** DATA TO PROCESS follows **

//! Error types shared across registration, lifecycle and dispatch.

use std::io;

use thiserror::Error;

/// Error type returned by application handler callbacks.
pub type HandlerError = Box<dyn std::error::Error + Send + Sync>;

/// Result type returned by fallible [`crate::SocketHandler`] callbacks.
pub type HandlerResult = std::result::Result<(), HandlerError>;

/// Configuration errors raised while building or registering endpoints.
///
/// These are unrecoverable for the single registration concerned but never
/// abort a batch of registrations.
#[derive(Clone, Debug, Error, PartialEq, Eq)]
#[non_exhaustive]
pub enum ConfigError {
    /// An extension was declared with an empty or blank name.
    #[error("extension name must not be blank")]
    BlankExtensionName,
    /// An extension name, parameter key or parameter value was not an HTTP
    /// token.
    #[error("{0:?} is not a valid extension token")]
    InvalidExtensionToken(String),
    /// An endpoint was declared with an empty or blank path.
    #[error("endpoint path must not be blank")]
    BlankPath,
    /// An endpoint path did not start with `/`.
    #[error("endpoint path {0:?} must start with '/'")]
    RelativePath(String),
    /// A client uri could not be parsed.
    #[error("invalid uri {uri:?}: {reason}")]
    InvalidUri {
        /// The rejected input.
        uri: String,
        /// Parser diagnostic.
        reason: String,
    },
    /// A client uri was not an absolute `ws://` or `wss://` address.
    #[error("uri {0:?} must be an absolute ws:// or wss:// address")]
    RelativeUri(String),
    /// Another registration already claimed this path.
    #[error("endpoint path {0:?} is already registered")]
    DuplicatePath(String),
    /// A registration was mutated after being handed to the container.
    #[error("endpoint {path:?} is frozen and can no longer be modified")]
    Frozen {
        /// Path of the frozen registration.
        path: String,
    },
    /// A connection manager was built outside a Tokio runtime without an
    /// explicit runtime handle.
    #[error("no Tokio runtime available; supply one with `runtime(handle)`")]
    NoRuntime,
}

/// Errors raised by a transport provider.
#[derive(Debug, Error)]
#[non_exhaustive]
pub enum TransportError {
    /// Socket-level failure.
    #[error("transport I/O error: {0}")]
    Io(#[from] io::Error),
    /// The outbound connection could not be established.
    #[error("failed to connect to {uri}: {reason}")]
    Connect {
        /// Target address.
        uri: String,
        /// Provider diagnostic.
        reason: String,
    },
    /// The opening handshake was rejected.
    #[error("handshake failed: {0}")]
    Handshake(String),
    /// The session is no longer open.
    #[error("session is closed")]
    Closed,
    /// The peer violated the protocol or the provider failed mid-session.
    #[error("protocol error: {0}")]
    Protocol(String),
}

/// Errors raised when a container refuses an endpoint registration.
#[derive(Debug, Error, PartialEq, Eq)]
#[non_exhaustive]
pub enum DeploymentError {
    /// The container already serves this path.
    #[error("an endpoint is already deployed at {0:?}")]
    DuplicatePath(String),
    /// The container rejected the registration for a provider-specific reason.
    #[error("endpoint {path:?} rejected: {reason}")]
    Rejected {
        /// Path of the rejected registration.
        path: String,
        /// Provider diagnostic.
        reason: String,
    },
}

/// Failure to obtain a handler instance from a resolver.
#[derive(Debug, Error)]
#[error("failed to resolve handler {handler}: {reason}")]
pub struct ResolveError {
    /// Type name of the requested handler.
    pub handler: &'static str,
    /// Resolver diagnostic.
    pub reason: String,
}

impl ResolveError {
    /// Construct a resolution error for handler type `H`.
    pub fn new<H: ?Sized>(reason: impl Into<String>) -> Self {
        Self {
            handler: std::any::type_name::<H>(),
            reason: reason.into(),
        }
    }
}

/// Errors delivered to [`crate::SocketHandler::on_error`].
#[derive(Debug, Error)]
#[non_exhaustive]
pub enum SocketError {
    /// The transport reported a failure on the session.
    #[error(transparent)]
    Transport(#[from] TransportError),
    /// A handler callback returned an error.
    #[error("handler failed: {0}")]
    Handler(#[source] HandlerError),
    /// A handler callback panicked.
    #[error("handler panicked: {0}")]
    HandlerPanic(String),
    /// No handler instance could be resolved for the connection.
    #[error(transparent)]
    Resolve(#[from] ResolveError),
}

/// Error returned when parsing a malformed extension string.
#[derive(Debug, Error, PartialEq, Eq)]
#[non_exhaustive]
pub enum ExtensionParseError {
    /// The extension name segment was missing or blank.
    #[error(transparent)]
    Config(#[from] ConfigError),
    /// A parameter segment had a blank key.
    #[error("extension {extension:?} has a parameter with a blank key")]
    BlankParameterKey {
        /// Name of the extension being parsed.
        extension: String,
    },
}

** End of DATA TO PROCESS **
** DATA TO PROCESS follows **

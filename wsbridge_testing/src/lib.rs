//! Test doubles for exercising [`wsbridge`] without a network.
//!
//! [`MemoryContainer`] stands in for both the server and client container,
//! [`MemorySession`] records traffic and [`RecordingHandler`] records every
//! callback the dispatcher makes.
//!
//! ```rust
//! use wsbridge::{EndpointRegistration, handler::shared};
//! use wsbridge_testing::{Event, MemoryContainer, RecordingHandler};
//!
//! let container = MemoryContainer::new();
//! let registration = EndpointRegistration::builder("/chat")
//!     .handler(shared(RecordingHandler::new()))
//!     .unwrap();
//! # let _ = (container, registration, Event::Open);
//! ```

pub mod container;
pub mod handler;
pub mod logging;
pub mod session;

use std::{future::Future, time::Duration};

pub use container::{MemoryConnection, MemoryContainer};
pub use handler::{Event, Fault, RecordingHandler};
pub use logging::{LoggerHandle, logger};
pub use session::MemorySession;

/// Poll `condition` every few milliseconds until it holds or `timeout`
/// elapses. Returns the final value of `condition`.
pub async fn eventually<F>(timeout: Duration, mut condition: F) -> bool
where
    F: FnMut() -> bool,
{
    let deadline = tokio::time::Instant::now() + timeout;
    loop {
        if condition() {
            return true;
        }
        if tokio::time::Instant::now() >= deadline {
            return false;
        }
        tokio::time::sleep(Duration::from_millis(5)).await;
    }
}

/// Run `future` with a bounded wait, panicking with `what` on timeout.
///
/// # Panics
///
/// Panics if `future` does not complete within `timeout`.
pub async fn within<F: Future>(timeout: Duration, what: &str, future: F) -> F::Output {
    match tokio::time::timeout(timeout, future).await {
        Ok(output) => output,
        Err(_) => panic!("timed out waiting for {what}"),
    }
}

** End of DATA TO PROCESS **

**TASK STATEMENT**
Find every line above where the word "ConfigError" occurs, and copy that line.

**SOLUTION TO THIS PROBLEM**
pub enum ConfigError {
    Config(#[from] ConfigError),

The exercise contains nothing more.